TSUNAMIS. L'Ifremer et son homologue allemand, le Marum, lancent un projet de recherche sur la prédiction des "aléas gravitaires sous-marins", ces glissements de sédiments côtiers capables de déclencher des vagues meurtrières. Zoom.

Le 16 octobre 1979, un glissement de terrain sous-marin survenait dans la zone de l'aéroport de Nice-Côte d'Azur provoquant un raz-de-marée sur le littoral compris entre Nice et Antibes. Deux vagues de plus de 3 mètres avaient atteint le quartier La Salis et emporté plusieurs personnes (une dizaine selon les journaux de l'époque), provoquant également de gros dégâts matériels, y compris la rupture de câbles sous-marins.

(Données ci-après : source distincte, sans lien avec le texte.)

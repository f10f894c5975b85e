use std::sync::Arc;

use axum::{extract::State, http::StatusCode, routing::get, Json, Router};
use revrec_agent::AgentRuntime;
use serde::Serialize;

#[derive(Clone)]
pub struct HealthState {
    runtime: Arc<AgentRuntime>,
}

#[derive(Clone, Debug, PartialEq, Eq, Serialize)]
pub struct HealthCheck {
    pub status: &'static str,
    pub detail: String,
}

#[derive(Clone, Debug, PartialEq, Eq, Serialize)]
pub struct HealthResponse {
    pub status: &'static str,
    pub service: HealthCheck,
    pub backend: HealthCheck,
}

pub fn router(runtime: Arc<AgentRuntime>) -> Router {
    Router::new().route("/health", get(health)).with_state(HealthState { runtime })
}

pub async fn health(State(state): State<HealthState>) -> (StatusCode, Json<HealthResponse>) {
    let backend = backend_check(&state.runtime).await;
    let ready = backend.status == "ready";

    let payload = HealthResponse {
        status: if ready { "ready" } else { "degraded" },
        service: HealthCheck {
            status: "ready",
            detail: format!("{} functions registered", state.runtime.registry().len()),
        },
        backend,
    };

    let status_code = if ready { StatusCode::OK } else { StatusCode::SERVICE_UNAVAILABLE };
    (status_code, Json(payload))
}

async fn backend_check(runtime: &AgentRuntime) -> HealthCheck {
    match runtime.probe_backend().await {
        Ok(()) => HealthCheck { status: "ready", detail: "backend answered".to_string() },
        Err(error) => {
            HealthCheck { status: "degraded", detail: format!("backend unreachable: {error}") }
        }
    }
}
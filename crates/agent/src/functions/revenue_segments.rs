use async_trait::async_trait;
use revrec_core::{NewRevenueSegment, RevenueSegment, SegmentsForContractQuery};
use serde_json::Value;

use crate::args::parse_json_arg;
use crate::backend::{Backend, BackendRequest};
use crate::errors::ToolError;
use crate::tools::Tool;

pub const NO_REVENUE_SEGMENTS: &str = "No revenue segments for this contract";

pub struct AddRevenueSegment;

#[async_trait]
impl Tool for AddRevenueSegment {
    fn name(&self) -> &'static str {
        "addrevenuesegment"
    }

    fn description(&self) -> &'static str {
        "Add a revenue segment to a contract."
    }

    async fn call(&self, backend: &dyn Backend, input: &str) -> Result<String, ToolError> {
        let segment: NewRevenueSegment = parse_json_arg(self.name(), input)?;
        let body = serde_json::to_value(&segment)?;
        let response = backend.send(BackendRequest::post(&["revenuesegments"], body)).await?;
        Ok(response.body)
    }
}

pub struct GetRevenueSegments;

#[async_trait]
impl Tool for GetRevenueSegments {
    fn name(&self) -> &'static str {
        "getrevenuesegments"
    }

    fn description(&self) -> &'static str {
        "List every revenue segment in the database."
    }

    async fn call(&self, backend: &dyn Backend, _input: &str) -> Result<String, ToolError> {
        let response = backend.send(BackendRequest::get(&["revenuesegments"])).await?;
        let segments: Value = response.json()?;
        Ok(segments.to_string())
    }
}

pub struct GetRevenueSegmentsForContract;

#[async_trait]
impl Tool for GetRevenueSegmentsForContract {
    fn name(&self) -> &'static str {
        "getrevenuesegmentsforcontract"
    }

    fn description(&self) -> &'static str {
        "Describe the revenue segments of a contract: names, amounts and timelines."
    }

    async fn call(&self, backend: &dyn Backend, input: &str) -> Result<String, ToolError> {
        let query: SegmentsForContractQuery = parse_json_arg(self.name(), input)?;
        let contract_id = query.contract_id.to_string();
        let response = backend
            .send(BackendRequest::get(&[
                "contracts",
                "id",
                contract_id.as_str(),
                "revenuesegments",
            ]))
            .await?;
        let segments: Vec<RevenueSegment> = response.json()?;
        Ok(describe_segments(&segments))
    }
}

fn describe_segments(segments: &[RevenueSegment]) -> String {
    if segments.is_empty() {
        return NO_REVENUE_SEGMENTS.to_string();
    }

    let names = segments.iter().map(|segment| segment.name.clone()).collect::<Vec<_>>();
    let amounts =
        segments.iter().map(|segment| segment.amount.normalize().to_string()).collect::<Vec<_>>();
    let timelines = segments.iter().map(RevenueSegment::timeline).collect::<Vec<_>>();

    format!(
        "Revenue segments: {}\nAmounts: {}\nTimelines: {}",
        names.join(", "),
        amounts.join(", "),
        timelines.join("; ")
    )
}
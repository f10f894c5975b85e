use std::fs;
use std::path::Path;

use revrec_core::config::{
    env_source, resolve_config_path, AppConfig, LoadOptions, LOG_FORMAT_ENV_KEYS,
    LOG_LEVEL_ENV_KEYS,
};
use toml::Value;

pub fn run() -> String {
    let config = match AppConfig::load(LoadOptions::default()) {
        Ok(config) => config,
        Err(error) => return format!("config validation failed: {error}"),
    };

    let config_file_path = resolve_config_path(None);
    let config_file_doc = load_config_file_doc(config_file_path.as_deref());

    let mut lines = vec!["effective config (source precedence: env > file > default):".to_string()];

    let fields: [(&str, String, &[&str]); 6] = [
        ("backend.base_url", config.backend.base_url.clone(), &["REVREC_BACKEND_BASE_URL"]),
        (
            "backend.timeout_secs",
            config.backend.timeout_secs.to_string(),
            &["REVREC_BACKEND_TIMEOUT_SECS"],
        ),
        (
            "server.bind_address",
            config.server.bind_address.clone(),
            &["REVREC_SERVER_BIND_ADDRESS"],
        ),
        ("server.port", config.server.port.to_string(), &["REVREC_SERVER_PORT"]),
        ("logging.level", config.logging.level.clone(), LOG_LEVEL_ENV_KEYS),
        ("logging.format", config.logging.format.to_string(), LOG_FORMAT_ENV_KEYS),
    ];

    for (key, value, env_keys) in fields {
        lines.push(render_line(
            key,
            &value,
            field_source(key, env_keys, config_file_doc.as_ref(), config_file_path.as_deref()),
        ));
    }

    lines.join("\n")
}

fn load_config_file_doc(path: Option<&Path>) -> Option<Value> {
    let path = path?;
    let raw = fs::read_to_string(path).ok()?;
    raw.parse::<Value>().ok()
}

fn field_source(
    key_path: &str,
    env_keys: &[&str],
    config_file_doc: Option<&Value>,
    config_file_path: Option<&Path>,
) -> String {
    if let Some(env_key) = env_source(env_keys) {
        return format!("env ({env_key})");
    }

    if let Some(doc) = config_file_doc {
        if contains_path(doc, key_path) {
            let file_path = config_file_path
                .map(|path| path.display().to_string())
                .unwrap_or_else(|| "config file".to_string());
            return format!("file ({file_path})");
        }
    }

    "default".to_string()
}

fn contains_path(root: &Value, key_path: &str) -> bool {
    let mut current = root;
    for key in key_path.split('.') {
        let Some(next) = current.get(key) else {
            return false;
        };
        current = next;
    }
    true
}

fn render_line(key: &str, value: &str, source: String) -> String {
    format!("- {key} = {value} (source: {source})")
}
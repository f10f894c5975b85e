//! The `Ask Func[name]: argument` call syntax used in few-shot transcripts.

use crate::errors::ToolError;

const CALL_PREFIX: &str = "Ask Func[";

#[derive(Clone, Debug, PartialEq, Eq)]
pub struct FuncCall {
    pub name: String,
    pub argument: String,
}

impl FuncCall {
    pub fn parse(line: &str) -> Result<Self, ToolError> {
        let malformed = || ToolError::MalformedCall(line.trim().to_string());

        let rest = line.trim().strip_prefix(CALL_PREFIX).ok_or_else(malformed)?;
        let (name, rest) = rest.split_once(']').ok_or_else(malformed)?;
        let argument = rest.strip_prefix(':').ok_or_else(malformed)?;

        let name = name.trim();
        let valid_name = !name.is_empty()
            && name.chars().all(|ch| ch.is_ascii_alphanumeric() || ch == '_');
        if !valid_name {
            return Err(malformed());
        }

        Ok(Self { name: name.to_string(), argument: argument.trim().to_string() })
    }

    pub fn to_line(&self) -> String {
        format!("{CALL_PREFIX}{}]: {}", self.name, self.argument)
    }
}

pub fn render_result(name: &str, result: &str) -> String {
    format!("Func[{name}] says: {result}")
}
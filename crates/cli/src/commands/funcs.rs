use revrec_agent::functions::default_registry;

use crate::commands::CommandResult;

pub fn run() -> CommandResult {
    let registry = match default_registry() {
        Ok(registry) => registry,
        Err(error) => return CommandResult::from_tool_error("funcs", &error),
    };

    let mut lines = vec![format!("registered functions ({}):", registry.len())];
    lines.extend(registry.iter().map(|tool| format!("- {}: {}", tool.name(), tool.description())));

    CommandResult { exit_code: 0, output: lines.join("\n") }
}
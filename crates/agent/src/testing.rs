//! In-memory [`Backend`] that records requests and replays canned responses.

use std::collections::HashMap;
use std::sync::atomic::{AtomicUsize, Ordering};
use std::sync::Mutex;

use async_trait::async_trait;

use crate::backend::{Backend, BackendRequest, BackendResponse, Method};
use crate::errors::ToolError;

#[derive(Default)]
pub struct RecordingBackend {
    responses: Mutex<HashMap<(Method, String), BackendResponse>>,
    requests: Mutex<Vec<BackendRequest>>,
    probes: AtomicUsize,
    down: bool,
}

impl RecordingBackend {
    pub fn respond(self, method: Method, path: &str, status: u16, body: &str) -> Self {
        if let Ok(mut responses) = self.responses.lock() {
            responses.insert(
                (method, path.to_string()),
                BackendResponse { status, body: body.to_string() },
            );
        }
        self
    }

    /// Makes `probe` fail as if the backend refused connections.
    pub fn unreachable(mut self) -> Self {
        self.down = true;
        self
    }

    pub fn probe_count(&self) -> usize {
        self.probes.load(Ordering::SeqCst)
    }

    pub fn requests(&self) -> Vec<BackendRequest> {
        self.requests.lock().map(|requests| requests.clone()).unwrap_or_default()
    }

    pub fn last_request(&self) -> Option<BackendRequest> {
        self.requests().pop()
    }
}

#[async_trait]
impl Backend for RecordingBackend {
    async fn send(&self, request: BackendRequest) -> Result<BackendResponse, ToolError> {
        let key = (request.method, request.path());
        if let Ok(mut requests) = self.requests.lock() {
            requests.push(request);
        }

        let response =
            self.responses.lock().ok().and_then(|responses| responses.get(&key).cloned());
        Ok(response.unwrap_or_else(|| BackendResponse {
            status: 404,
            body: format!("no canned response for {} {}", key.0, key.1),
        }))
    }

    async fn probe(&self) -> Result<(), ToolError> {
        self.probes.fetch_add(1, Ordering::SeqCst);
        if self.down {
            return Err(ToolError::Status {
                status: 503,
                body: "recording backend is unreachable".to_string(),
            });
        }
        Ok(())
    }
}
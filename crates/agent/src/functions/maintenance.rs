use async_trait::async_trait;

use crate::backend::{Backend, BackendRequest};
use crate::errors::ToolError;
use crate::tools::Tool;

pub struct ClearDatabase;

#[async_trait]
impl Tool for ClearDatabase {
    fn name(&self) -> &'static str {
        "cleardatabase"
    }

    fn description(&self) -> &'static str {
        "Delete every customer, contract and revenue segment."
    }

    async fn call(&self, backend: &dyn Backend, _input: &str) -> Result<String, ToolError> {
        let response = backend.send(BackendRequest::delete(&["clear_database"])).await?;
        Ok(response.body)
    }
}

pub struct PopulateDataframe;

#[async_trait]
impl Tool for PopulateDataframe {
    fn name(&self) -> &'static str {
        "populatedataframe"
    }

    fn description(&self) -> &'static str {
        "Rebuild the revenue recognition and invoicing schedule."
    }

    async fn call(&self, backend: &dyn Backend, _input: &str) -> Result<String, ToolError> {
        let response = backend.send(BackendRequest::get(&["dataframe"])).await?;
        Ok(response.body)
    }
}
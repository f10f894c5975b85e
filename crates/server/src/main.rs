mod bootstrap;
mod callbacks;
mod health;

use anyhow::Result;
use revrec_core::config::{AppConfig, LoadOptions};

fn init_logging(config: &AppConfig) {
    use revrec_core::config::LogFormat::*;
    use tracing::Level;

    let log_level = config.logging.level.parse::<Level>().unwrap_or(Level::INFO);

    match config.logging.format {
        Compact => {
            tracing_subscriber::fmt().with_target(false).with_max_level(log_level).compact().init();
        }
        Pretty => {
            tracing_subscriber::fmt().with_target(false).with_max_level(log_level).pretty().init();
        }
        Json => {
            tracing_subscriber::fmt().with_target(false).with_max_level(log_level).json().init();
        }
    }
}

#[tokio::main]
async fn main() -> Result<()> {
    run().await
}

pub async fn run() -> Result<()> {
    let config = AppConfig::load(LoadOptions::default())?;
    init_logging(&config);

    let app = bootstrap::bootstrap_with_config(config)?;
    let address = format!("{}:{}", app.config.server.bind_address, app.config.server.port);
    let listener = tokio::net::TcpListener::bind(&address).await?;

    let router = callbacks::router(app.agent_runtime.clone())
        .merge(health::router(app.agent_runtime.clone()));

    tracing::info!(
        event_name = "system.server.started",
        correlation_id = "bootstrap",
        bind_address = %address,
        backend_url = %app.config.backend.base_url,
        "revrec-server listening for agent callbacks"
    );

    axum::serve(listener, router).with_graceful_shutdown(wait_for_shutdown()).await?;

    tracing::info!(
        event_name = "system.server.stopping",
        correlation_id = "shutdown",
        "revrec-server stopping"
    );

    Ok(())
}

async fn wait_for_shutdown() {
    if let Err(error) = tokio::signal::ctrl_c().await {
        tracing::error!(
            event_name = "system.server.signal_error",
            correlation_id = "shutdown",
            error = %error,
            "failed to listen for shutdown signal"
        );
    }
}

Pour l'Ifremer, "un événement de ce type est susceptible de se reproduire de nos jours". Raison pour laquelle ce risque devrait être mieux évalué.

 

 

L'institut français et son homologue allemand, Marum, soutenus financièrement par l'Agence nationale de la recherche et son équivalente allemande, lancent donc un projet de recherche nommé "Modal" (*) afin d'étudier une certaine catégorie d'aléas. L'Ifremer note : "Les sédiments s'accumulent sur la plateforme peu profonde qui borde la zone littorale. Ces amas produisent, dans certaines conditions, des avalanches sous-marines qui dévalent la pente continentale jusque dans les plaines abyssales". L'institut liste les facteurs de risques qui s'accumulent dans la région niçoise : une sismicité importante, de forts apports sédimentaires lors des crues du Var (fleuve côtier), des eaux souterraines qui se déchargent le long des aquifères côtiers et la présence de couches argileuses peu résistantes.

 

Déployer des inclinomètres sous-marins

 

Un premier projet de recherche, intitulé "Isis", avait été mené entre 2006 et 2008, démontrant le rôle prédominant des eaux souterraines, "avec un pic de remplissage des nappes phréatiques justement au moment du glissement". Cette étude avait également permis de définir une zone instable et de suspecter que la déformation du sol était toujours en cours. D'où de nouvelles interrogations, soulevées par Nabil Sultan, un des coordinateurs du projet pour Géosciences (université de Nice-Sophia Antipolis) : "Quelle est la vitesse de cette déformation ? Peut-on quantifier le lien entre le niveau d'eau souterraine et le taux de déplacement de la pente ? Et à partir de quel niveau s'attendre à un glissement sédimentaire ? Quelle est la probabilité qu'un événement comparable à celui de 1979 se produise dans un futur proche ?".

 

 

C'est l'adaptation d'un outil de mesure au milieu sous-marin qui apportera des éléments de réponse. Un inclinomètre sera déployé dans les sédiments, sur de grandes profondeurs : environ 50 mètres sont envisagés afin de traverser la couche fragile et d'enraciner le dispositif dans une couche plus stable. L'inclinaison progressive au cours du temps de ces longues tiges permettra d'évaluer la vitesse de déformation de la couche sédimentaire. Deux dispositifs différents seront conçus et installés. Comme le mentionne l'Ifremer, "leur mise en place sera originale et très différente de ce qui se fait à terre : chacun sera préalablement enroulé sur un tambour d'environ deux mètres de diamètre puis redressé avant d'être poussé à la verticale dans le sédiment". C'est l'engin spécialisé Penfeld qui sera mobilisé pour cette opération. Outre les mesures ponctuelles des inclinomètres relevées par l'observatoire sous-marin EMSO Nice, d'autres relevés bathymétriques seront effectués sur l'ensemble du secteur afin d'obtenir des informations spatiales. Trois piézomètres ainsi qu'un sismomètre large bande, qui suivent respectivement la pression dans les 30 premiers mètres de sédiment et les mouvements du sol provoqués par des séismes proches ou lointains, sont déjà installés sur zone depuis 2015.

 

(*) pour Monitoring seafloor deformation & assessing landslide hazards associated with fluid pressures.